When people need a list of root certificates, they often turn to Mozilla's. However, Mozilla doesn't produce a nice list of PEM encoded certificates, rather they keep them in a form which is convenient for NSS to build from:

https://raw.githubusercontent.com/mozilla-firefox/firefox/release/security/nss/lib/ckfw/builtins/certdata.txt

Several people have written quick scripts to try and convert this into PEM format, but they often miss something critical: some certificates are explicitly distrusted. These include the DigiNotar certificates and the misissued COMODO certificates. If you don't parse the trust records from the NSS data file, then you end up trusting these!

So this is a tool that I wrote for converting the NSS file to PEM format which is also aware of the trust records. Only certificates whose trust records mark them as trusted for issuing TLS server certificates (CKA_TRUST_SERVER_AUTH = CKT_NSS_TRUSTED_DELEGATOR) are included, so the output is suitable for use as a TLS client's root store. Roots that Mozilla only trusts for S/MIME are excluded.

To use it, install Go (https://go.dev/dl/) and then:

% curl -o certdata.txt https://raw.githubusercontent.com/mozilla-firefox/firefox/release/security/nss/lib/ckfw/builtins/certdata.txt
% go run convert_mozilla_certdata.go > ca-bundle.pem

Flags:

  • -include-untrusted: also emit certificates that are not trusted for TLS, marked with a # NOT TRUSTED FOR SSL comment.
  • -to-files: write each certificate to an individual .pem file in the current directory instead of writing a bundle to stdout.
  • -ignore-list <file>: skip certificates whose CKA_LABEL appears in the given file (one label per line, # starts a comment).

Time-based distrust

Mozilla's root store now contains metadata that a PEM bundle cannot express.

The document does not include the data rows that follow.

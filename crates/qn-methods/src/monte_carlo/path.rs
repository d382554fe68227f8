use crate::lattice::TimeGrid;
use qn_core::{Real, Time};
use std::ops::{Index, IndexMut};
use std::sync::Arc;

// ─── Path ─────────────────────────────────────────────────────────────────────

/// One realisation of a scalar process on a time grid.
///
/// `values[i]` is the state at `time_grid.time(i)`; the first value is the
/// starting point of the process.
#[derive(Debug, Clone)]
pub struct Path {
    time_grid: Arc<TimeGrid>,
    values: Vec<Real>,
}

impl Path {
    /// A path of zeros on `time_grid`.
    pub fn new(time_grid: Arc<TimeGrid>) -> Self {
        let values = vec![0.0; time_grid.size()];
        Self { time_grid, values }
    }

    /// Number of points, including the starting point.
    pub fn len(&self) -> usize {
        self.values.len()
    }

    /// Whether the path has no points.
    pub fn is_empty(&self) -> bool {
        self.values.is_empty()
    }

    /// Time of point `i`.
    pub fn time(&self, i: usize) -> Time {
        self.time_grid.time(i)
    }

    /// The underlying grid.
    pub fn time_grid(&self) -> &TimeGrid {
        &self.time_grid
    }

    /// Starting value.
    pub fn front(&self) -> Real {
        self.values[0]
    }

    /// Final value.
    pub fn back(&self) -> Real {
        self.values[self.values.len() - 1]
    }

    /// All values.
    pub fn values(&self) -> &[Real] {
        &self.values
    }
}

impl Index<usize> for Path {
    type Output = Real;

    fn index(&self, i: usize) -> &Real {
        &self.values[i]
    }
}

impl IndexMut<usize> for Path {
    fn index_mut(&mut self, i: usize) -> &mut Real {
        &mut self.values[i]
    }
}

// ─── MultiPath ────────────────────────────────────────────────────────────────

/// Correlated paths of the components of a multi-dimensional process, all
/// on the same grid.
#[derive(Debug, Clone)]
pub struct MultiPath {
    paths: Vec<Path>,
}

impl MultiPath {
    /// `assets` zero paths on `time_grid`.
    pub fn new(assets: usize, time_grid: Arc<TimeGrid>) -> Self {
        let paths = (0..assets).map(|_| Path::new(Arc::clone(&time_grid))).collect();
        Self { paths }
    }

    /// Number of components.
    pub fn asset_number(&self) -> usize {
        self.paths.len()
    }

    /// Number of points of each component path.
    pub fn path_size(&self) -> usize {
        self.paths.first().map_or(0, Path::len)
    }

    /// Iterate over the component paths.
    pub fn iter(&self) -> impl Iterator<Item = &Path> {
        self.paths.iter()
    }
}

impl Index<usize> for MultiPath {
    type Output = Path;

    fn index(&self, j: usize) -> &Path {
        &self.paths[j]
    }
}

impl IndexMut<usize> for MultiPath {
    fn index_mut(&mut self, j: usize) -> &mut Path {
        &mut self.paths[j]
    }
}

// ─── Sample ───────────────────────────────────────────────────────────────────

/// A drawn value together with its statistical weight.
#[derive(Debug, Clone)]
pub struct Sample<T> {
    /// The drawn value.
    pub value: T,
    /// Weight of the draw.
    pub weight: Real,
}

In particular, CKA_NSS_SERVER_DISTRUST_AFTER records a date after which certificates issued by that root are no longer trusted for TLS, even though older certificates chaining to it remain valid. This tool emits that date as a comment above the affected certificate:

# Server Distrust After: 2024-11-30T23:59:59Z

A plain PEM-based TLS client will still trust such roots unconditionally. If your TLS stack can enforce issuance-date-based distrust, you should parse these comments (or certdata.txt itself); otherwise be aware that this is a small fidelity gap between this output and what Firefox actually enforces.